_TRY IT_: What is needed is an exact copy of all the entries below.

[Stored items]
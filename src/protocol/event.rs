//! Event definitions
//!
//! Unsolicited notifications, identified by the first word of their first line.

use std::fmt;

use super::ReplyLine;

/// Event categories
///
/// Tags the client does not know land in `Unrecognized`, so listeners can
/// still subscribe to them by name.
#[derive(Debug, Clone, PartialEq, Eq, Hash)]
pub enum EventType {
    Circuit,
    Stream,
    OrConn,
    Bandwidth,
    Debug,
    Info,
    Notice,
    Warn,
    Err,
    NewDesc,
    AddrMap,
    NewConsensus,
    NetworkStatus,
    Guard,
    StatusGeneral,
    StatusClient,
    StatusServer,
    DescChanged,
    Unrecognized(String),
}

impl EventType {
    /// Map a wire tag to its event type (case-insensitive)
    pub fn from_tag(tag: &str) -> Self {
        match tag.to_ascii_uppercase().as_str() {
            "CIRC" => EventType::Circuit,
            "STREAM" => EventType::Stream,
            "ORCONN" => EventType::OrConn,
            "BW" => EventType::Bandwidth,
            "DEBUG" => EventType::Debug,
            "INFO" => EventType::Info,
            "NOTICE" => EventType::Notice,
            "WARN" => EventType::Warn,
            "ERR" => EventType::Err,
            "NEWDESC" => EventType::NewDesc,
            "ADDRMAP" => EventType::AddrMap,
            "NEWCONSENSUS" => EventType::NewConsensus,
            "NS" => EventType::NetworkStatus,
            "GUARD" => EventType::Guard,
            "STATUS_GENERAL" => EventType::StatusGeneral,
            "STATUS_CLIENT" => EventType::StatusClient,
            "STATUS_SERVER" => EventType::StatusServer,
            "DESCCHANGED" => EventType::DescChanged,
            upper => EventType::Unrecognized(upper.to_string()),
        }
    }

    /// Wire tag
    pub fn as_tag(&self) -> &str {
        match self {
            EventType::Circuit => "CIRC",
            EventType::Stream => "STREAM",
            EventType::OrConn => "ORCONN",
            EventType::Bandwidth => "BW",
            EventType::Debug => "DEBUG",
            EventType::Info => "INFO",
            EventType::Notice => "NOTICE",
            EventType::Warn => "WARN",
            EventType::Err => "ERR",
            EventType::NewDesc => "NEWDESC",
            EventType::AddrMap => "ADDRMAP",
            EventType::NewConsensus => "NEWCONSENSUS",
            EventType::NetworkStatus => "NS",
            EventType::Guard => "GUARD",
            EventType::StatusGeneral => "STATUS_GENERAL",
            EventType::StatusClient => "STATUS_CLIENT",
            EventType::StatusServer => "STATUS_SERVER",
            EventType::DescChanged => "DESCCHANGED",
            EventType::Unrecognized(tag) => tag,
        }
    }

    /// Canonical form, as the parser would produce it
    ///
    /// An `Unrecognized` tag is uppercased, or becomes the known variant it
    /// names.
    pub fn normalized(self) -> Self {
        match self {
            EventType::Unrecognized(tag) => EventType::from_tag(&tag),
            known => known,
        }
    }
}

impl fmt::Display for EventType {
    fn fmt(&self, f: &mut fmt::Formatter<'_>) -> fmt::Result {
        f.write_str(self.as_tag())
    }
}

/// An unsolicited server notification
#[derive(Debug, Clone, PartialEq, Eq)]
pub struct Event {
    event_type: EventType,
    status: u16,
    lines: Vec<ReplyLine>,
}

impl Event {
    /// Build an event from the lines of one unit
    pub fn new(status: u16, lines: Vec<ReplyLine>) -> Self {
        let tag = lines
            .first()
            .and_then(|line| line.text.split_whitespace().next())
            .unwrap_or("");
        let event_type = EventType::from_tag(tag);
        Self {
            event_type,
            status,
            lines,
        }
    }

    pub fn event_type(&self) -> &EventType {
        &self.event_type
    }

    pub fn status(&self) -> u16 {
        self.status
    }

    pub fn lines(&self) -> &[ReplyLine] {
        &self.lines
    }

    /// First line text after the tag
    pub fn body(&self) -> &str {
        let text = self.lines.first().map(|l| l.text.as_str()).unwrap_or("");
        let text = text.trim_start();
        match text.find(char::is_whitespace) {
            Some(pos) => text[pos..].trim_start(),
            None => "",
        }
    }

    /// Whitespace-separated fields of [`Event::body`]
    pub fn arguments(&self) -> impl Iterator<Item = &str> {
        self.body().split_whitespace()
    }
}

_ANSWER BOX_:
filename src/protocol/event.rs
//! Event definitions
//!
//! Unsolicited notifications, identified by the first word of their first line.

use std::fmt;

use super::ReplyLine;

/// Event categories
///
/// Tags the client does not know land in `Unrecognized`, so listeners can
/// still subscribe to them by name.
#[derive(Debug, Clone, PartialEq, Eq, Hash)]
pub enum EventType {
    Circuit,
    Stream,
    OrConn,
    Bandwidth,
    Debug,
    Info,
    Notice,
    Warn,
    Err,
    NewDesc,
    AddrMap,
    NewConsensus,
    NetworkStatus,
    Guard,
    StatusGeneral,
    StatusClient,
    StatusServer,
    DescChanged,
    Unrecognized(String),
}

impl EventType {
    /// Map a wire tag to its event type (case-insensitive)
    pub fn from_tag(tag: &str) -> Self {
        match tag.to_ascii_uppercase().as_str() {
            "CIRC" => EventType::Circuit,
            "STREAM" => EventType::Stream,
            "ORCONN" => EventType::OrConn,
            "BW" => EventType::Bandwidth,
            "DEBUG" => EventType::Debug,
            "INFO" => EventType::Info,
            "NOTICE" => EventType::Notice,
            "WARN" => EventType::Warn,
            "ERR" => EventType::Err,
            "NEWDESC" => EventType::NewDesc,
            "ADDRMAP" => EventType::AddrMap,
            "NEWCONSENSUS" => EventType::NewConsensus,
            "NS" => EventType::NetworkStatus,
            "GUARD" => EventType::Guard,
            "STATUS_GENERAL" => EventType::StatusGeneral,
            "STATUS_CLIENT" => EventType::StatusClient,
            "STATUS_SERVER" => EventType::StatusServer,
            "DESCCHANGED" => EventType::DescChanged,
            upper => EventType::Unrecognized(upper.to_string()),
        }
    }

    /// Wire tag
    pub fn as_tag(&self) -> &str {
        match self {
            EventType::Circuit => "CIRC",
            EventType::Stream => "STREAM",
            EventType::OrConn => "ORCONN",
            EventType::Bandwidth => "BW",
            EventType::Debug => "DEBUG",
            EventType::Info => "INFO",
            EventType::Notice => "NOTICE",
            EventType::Warn => "WARN",
            EventType::Err => "ERR",
            EventType::NewDesc => "NEWDESC",
            EventType::AddrMap => "ADDRMAP",
            EventType::NewConsensus => "NEWCONSENSUS",
            EventType::NetworkStatus => "NS",
            EventType::Guard => "GUARD",
            EventType::StatusGeneral => "STATUS_GENERAL",
            EventType::StatusClient => "STATUS_CLIENT",
            EventType::StatusServer => "STATUS_SERVER",
            EventType::DescChanged => "DESCCHANGED",
            EventType::Unrecognized(tag) => tag,
        }
    }

    /// Canonical form, as the parser would produce it
    ///
    /// An `Unrecognized` tag is uppercased, or becomes the known variant it
    /// names.
    pub fn normalized(self) -> Self {
        match self {
            EventType::Unrecognized(tag) => EventType::from_tag(&tag),
            known => known,
        }
    }
}

impl fmt::Display for EventType {
    fn fmt(&self, f: &mut fmt::Formatter<'_>) -> fmt::Result {
        f.write_str(self.as_tag())
    }
}

/// An unsolicited server notification
#[derive(Debug, Clone, PartialEq, Eq)]
pub struct Event {
    event_type: EventType,
    status: u16,
    lines: Vec<ReplyLine>,
}

impl Event {
    /// Build an event from the lines of one unit
    pub fn new(status: u16, lines: Vec<ReplyLine>) -> Self {
        let tag = lines
            .first()
            .and_then(|line| line.text.split_whitespace().next())
            .unwrap_or("");
        let event_type = EventType::from_tag(tag);
        Self {
            event_type,
            status,
            lines,
        }
    }

    pub fn event_type(&self) -> &EventType {
        &self.event_type
    }

    pub fn status(&self) -> u16 {
        self.status
    }

    pub fn lines(&self) -> &[ReplyLine] {
        &self.lines
    }

    /// First line text after the tag
    pub fn body(&self) -> &str {
        let text = self.lines.first().map(|l| l.text.as_str()).unwrap_or("");
        let text = text.trim_start();
        match text.find(char::is_whitespace) {
            Some(pos) => text[pos..].trim_start(),
            None => "",
        }
    }

    /// Whitespace-separated fields of [`Event::body`]
    pub fn arguments(&self) -> impl Iterator<Item = &str> {
        self.body().split_whitespace()
    }
}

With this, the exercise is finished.